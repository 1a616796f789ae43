//! Verbatim forwarding of downstream server-sent events

use crate::infrastructure::log_messages::{errors, request_processing};
use crate::proxy::headers::{content_types, event_stream, CACHE_CONTROL, CONNECTION, CONTENT_TYPE};
use axum::body::Body;
use axum::response::{IntoResponse, Response};
use bytes::Bytes;
use futures_util::{future, Stream, StreamExt};
use std::convert::Infallible;
use tracing::{debug, warn};

/// Relay chunks until the source ends or fails
///
/// A read error ends the relayed stream; whatever was already delivered
/// stays delivered.
pub fn relay_until_error<S, E>(source: S) -> impl Stream<Item = Result<Bytes, Infallible>> + Send
where
    S: Stream<Item = Result<Bytes, E>> + Send + 'static,
    E: std::fmt::Display + Send + 'static,
{
    source
        .take_while(|chunk| {
            if let Err(e) = chunk {
                warn!(error = %e, "{}", errors::STREAM_READ_FAILED);
            }
            future::ready(chunk.is_ok())
        })
        .filter_map(|chunk| future::ready(chunk.ok().map(Ok)))
}

/// Build the outbound response for a downstream event stream
pub fn event_stream_response(upstream: reqwest::Response) -> Response {
    let status = upstream.status();
    debug!(status = status.as_u16(), "{}", request_processing::STREAM_FORWARDING);

    let body = Body::from_stream(relay_until_error(upstream.bytes_stream()));

    (
        status,
        [
            (CONTENT_TYPE, content_types::TEXT_EVENT_STREAM),
            (CACHE_CONTROL, event_stream::CACHE_CONTROL_NO_CACHE),
            (CONNECTION, event_stream::CONNECTION_KEEP_ALIVE),
        ],
        body,
    )
        .into_response()
}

----

Each line above needs to be returned exactly as it is.

**Solved exercise**
repository 1a616796f789ae43
//! Verbatim forwarding of downstream server-sent events

use crate::infrastructure::log_messages::{errors, request_processing};
use crate::proxy::headers::{content_types, event_stream, CACHE_CONTROL, CONNECTION, CONTENT_TYPE};
use axum::body::Body;
use axum::response::{IntoResponse, Response};
use bytes::Bytes;
use futures_util::{future, Stream, StreamExt};
use std::convert::Infallible;
use tracing::{debug, warn};

/// Relay chunks until the source ends or fails
///
/// A read error ends the relayed stream; whatever was already delivered
/// stays delivered.
pub fn relay_until_error<S, E>(source: S) -> impl Stream<Item = Result<Bytes, Infallible>> + Send
where
    S: Stream<Item = Result<Bytes, E>> + Send + 'static,
    E: std::fmt::Display + Send + 'static,
{
    source
        .take_while(|chunk| {
            if let Err(e) = chunk {
                warn!(error = %e, "{}", errors::STREAM_READ_FAILED);
            }
            future::ready(chunk.is_ok())
        })
        .filter_map(|chunk| future::ready(chunk.ok().map(Ok)))
}

/// Build the outbound response for a downstream event stream
pub fn event_stream_response(upstream: reqwest::Response) -> Response {
    let status = upstream.status();
    debug!(status = status.as_u16(), "{}", request_processing::STREAM_FORWARDING);

    let body = Body::from_stream(relay_until_error(upstream.bytes_stream()));

    (
        status,
        [
            (CONTENT_TYPE, content_types::TEXT_EVENT_STREAM),
            (CACHE_CONTROL, event_stream::CACHE_CONTROL_NO_CACHE),
            (CONNECTION, event_stream::CONNECTION_KEEP_ALIVE),
        ],
        body,
    )
        .into_response()
}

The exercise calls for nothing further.